Even though it’s just one marketing channel among many, the stakes for getting social media best practices wrong are high. The way you interact with customers and prospects on social media could have a bearing on how they perceive your brand — in good ways or bad. That, in turn, might influence how they respond to various attempts to capture them as leads for the sales team

The other factor to keep in mind is that social media is not just a marketing channel. Services like Facebook and Twitter are also increasingly seen as a place where customer service issues can first come to light, and where certain segments of your customer base expect to see their questions answered and their problems resolved. If you’re not up on the latest social media best practices, retention rates may suffer and churn may increase. 

Although it would be great if every SMB could hire its own dedicated full-time social media manager, the reality is that these duties can be just one facet of several people’s jobs. That means it’s not just a matter of continuing to study social media and understand the most appropriate ways to use these tools. You also need to make sure other members of the team are kept up to date and trained as well. 

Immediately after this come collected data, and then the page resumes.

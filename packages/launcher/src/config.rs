//! Launcher configuration.
//!
//! Configuration lives in TOML files with two tables:
//!
//! ```toml
//! [scrapyd]
//! dbs_dir = "dbs"
//! eggs_dir = "eggs"
//! runner = "scrapyd.runner"
//!
//! [settings]
//! news = "news.settings"
//! ```
//!
//! `[scrapyd]` holds scalar options looked up with defaults. The keys of
//! `[settings]` name statically configured projects; the table is optional.
//!
//! File selection rules for [`Config::load`]:
//! - If `SCRAPYD_CONFIG` is set: read only that file, which must exist
//! - Otherwise: merge `/etc/scrapyd/scrapyd.toml`, `~/.scrapyd.toml` and
//!   `./scrapyd.toml`, later files overriding earlier keys
//!
//! Missing files in the standard locations are skipped.

use std::path::{Path, PathBuf};
use std::time::Duration;

use db::QueueBackend;
use serde::Deserialize;

use crate::LauncherError;

/// Environment variable selecting a single config file.
pub const CONFIG_ENV: &str = "SCRAPYD_CONFIG";

pub const DEFAULT_DBS_DIR: &str = "dbs";
pub const DEFAULT_EGGS_DIR: &str = "eggs";
pub const DEFAULT_RUNNER: &str = "scrapyd.runner";
pub const DEFAULT_PYTHON: &str = "python3";
pub const DEFAULT_LIST_TIMEOUT_SECS: u64 = 60;

#[derive(Debug, Clone, Default, PartialEq, Deserialize)]
pub struct Config {
    #[serde(default)]
    scrapyd: toml::Table,
    #[serde(default)]
    settings: Option<toml::Table>,
}

impl Config {
    /// Parse a config from TOML text.
    pub fn parse(contents: &str) -> Result<Self, toml::de::Error> {
        toml::from_str(contents)
    }

    /// Load the config from the standard locations.
    pub fn load() -> Result<Self, LauncherError> {
        if let Ok(path) = std::env::var(CONFIG_ENV) {
            return Self::load_required(path);
        }

        let mut config = Self::default();
        for path in default_paths() {
            config.merge(Self::load_from_file(&path)?);
        }
        Ok(config)
    }

    /// Load a file the user chose explicitly. A missing file is an error.
    pub fn load_required(path: impl AsRef<Path>) -> Result<Self, LauncherError> {
        let path = path.as_ref();
        if !path.exists() {
            return Err(LauncherError::MissingConfig(path.to_path_buf()));
        }
        Self::load_from_file(path)
    }

    /// Load a single file. A missing file yields the default config.
    pub fn load_from_file(path: impl AsRef<Path>) -> Result<Self, LauncherError> {
        let path = path.as_ref();
        if !path.exists() {
            tracing::debug!("Config file {:?} not found, skipping", path);
            return Ok(Self::default());
        }

        let contents = std::fs::read_to_string(path)?;
        let config = Self::parse(&contents).map_err(|source| LauncherError::ConfigFile {
            path: path.to_path_buf(),
            source,
        })?;
        tracing::info!("Loaded config from {:?}", path);
        Ok(config)
    }

    /// Overlay `other` on top of this config, key by key.
    pub fn merge(&mut self, other: Config) {
        self.scrapyd.extend(other.scrapyd);
        if let Some(settings) = other.settings {
            self.settings
                .get_or_insert_with(toml::Table::new)
                .extend(settings);
        }
    }

    /// Set a `[scrapyd]` option.
    pub fn with(mut self, key: impl Into<String>, value: impl Into<toml::Value>) -> Self {
        self.scrapyd.insert(key.into(), value.into());
        self
    }

    /// Add a statically configured project to `[settings]`.
    pub fn with_project(mut self, project: impl Into<String>, module: impl Into<String>) -> Self {
        self.settings
            .get_or_insert_with(toml::Table::new)
            .insert(project.into(), toml::Value::String(module.into()));
        self
    }

    /// Look up a `[scrapyd]` option as text. Scalars are rendered, tables and arrays are not.
    pub fn get(&self, key: &str) -> Option<String> {
        match self.scrapyd.get(key)? {
            toml::Value::String(s) => Some(s.clone()),
            toml::Value::Integer(i) => Some(i.to_string()),
            toml::Value::Float(f) => Some(f.to_string()),
            toml::Value::Boolean(b) => Some(b.to_string()),
            _ => None,
        }
    }

    /// Look up a `[scrapyd]` option, falling back to `default`.
    pub fn get_or(&self, key: &str, default: &str) -> String {
        self.get(key).unwrap_or_else(|| default.to_string())
    }

    /// Look up an integer `[scrapyd]` option, falling back to `default`.
    pub fn get_u64(&self, key: &str, default: u64) -> Result<u64, LauncherError> {
        match self.get(key) {
            None => Ok(default),
            Some(raw) => raw.trim().parse().map_err(|_| {
                LauncherError::InvalidConfig(format!(
                    "{key}={raw} is not a non-negative integer"
                ))
            }),
        }
    }

    /// Directory holding queue files, relative to the run directory.
    pub fn dbs_dir(&self) -> PathBuf {
        PathBuf::from(self.get_or("dbs_dir", DEFAULT_DBS_DIR))
    }

    /// Directory of deployed project packages, relative to the run directory.
    pub fn eggs_dir(&self) -> PathBuf {
        PathBuf::from(self.get_or("eggs_dir", DEFAULT_EGGS_DIR))
    }

    /// Module run with `-m` to list and crawl spiders.
    pub fn runner(&self) -> String {
        self.get_or("runner", DEFAULT_RUNNER)
    }

    /// Interpreter used to launch the runner.
    pub fn python(&self) -> String {
        self.get_or("python", DEFAULT_PYTHON)
    }

    /// Upper bound on a spider listing.
    pub fn list_timeout(&self) -> Result<Duration, LauncherError> {
        Ok(Duration::from_secs(
            self.get_u64("list_timeout", DEFAULT_LIST_TIMEOUT_SECS)?,
        ))
    }

    pub fn queue_backend(&self) -> Result<QueueBackend, LauncherError> {
        match self.get("queue_backend") {
            None => Ok(QueueBackend::default()),
            Some(name) => Ok(name.parse()?),
        }
    }

    /// Keys of the `[settings]` table, empty when the table is absent.
    pub fn settings_keys(&self) -> Vec<String> {
        self.settings
            .as_ref()
            .map(|table| table.keys().cloned().collect())
            .unwrap_or_default()
    }
}

fn default_paths() -> Vec<PathBuf> {
    let mut paths = vec![PathBuf::from("/etc/scrapyd/scrapyd.toml")];
    if let Some(home) = std::env::var_os("HOME") {
        paths.push(PathBuf::from(home).join(".scrapyd.toml"));
    }
    paths.push(PathBuf::from("scrapyd.toml"));
    paths
}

Thankfully, the information you need is often right in front of you: 

1. Become a subscriber, not just a customer

Whether you’re spending hard cash on a social media service or not, you can still act like a paying customer by taking advantage of the many resources platforms often offer to encourage best practices adoption. As soon as you finish reading this post, for example, you should: 

  • Sign up for any relevant newsletters that social platforms publish about changes to their usage policies, feature updates or thought leadership-style advice
  • Register for a webinar that delves more deeply into how the platform works and what the smartest businesses do differently
  • Download guides, which are often free of charge, which can be passed around to others on your team and used as a basis for discussion and policy development

2. Don’t just be a follower—be a student

Part of your social strategy probably involves figuring out who’s popular or influential among the kind of people you want as your customers and prospects. Following those accounts, commenting on and reshaping their posts is a good way to get their attention and to show your community you’re interested in being part of it. The benefits don’t end there, however. You can also turn to them as role models.

Here’s an easy and low-effort idea: on a monthly or even quarterly basis, conduct an audit on a social media influencer who you believe your audience deeply respects or admires. What can you identify in terms of the way they create posts? How do they tend to respond to their followers? What’s the typical cadence of their activity on those platforms? Look for as much detail as you can. 

Even if they’re not an influencer with a huge follower count, do the same thing with your best or smartest customers who are active on social media. Much in the way a sales pro tends to mirror the behaviour of those they’re pitching, imitation in this case is far more than flattery. It can also be a powerful way to learn.

3. Look for offline opportunities to ask questions

One of the great things about using social media is that you’re often acting in real time. With that, though, comes some uncertainty and chances you’ll make a misstep. In the rush to get things done and move onto the next marketing or customer service task, you may occasionally post, respond to or share content in a way you’ll regret.

Not all social media best practices are shared online, however, and it’s worth occasionally taking the time out to go and attend conferences or events that delve into this more deeply. 

Of course, SMBs are often torn between going to many different kinds of events, but what you learn about social media can often be applied elsewhere in the business. The way you create, distribute and amplify content is important whether you’re marketing, selling or doing other things that contribute to a better customer experience. Come armed with honest questions and maybe even some previous examples or scenarios of situations you’ve come up against. The experts — whether they are people who work for the platforms, influencers and other third parties — are often eager to help. 

Much like learning a new skill or trying to get physically fit, social media best practices are something you have to continue to work at, rather than strive towards and accomplish completely. The better you get at it, though, the more you’ll be able to become the kind of expert others look to — maybe even by some of your customers.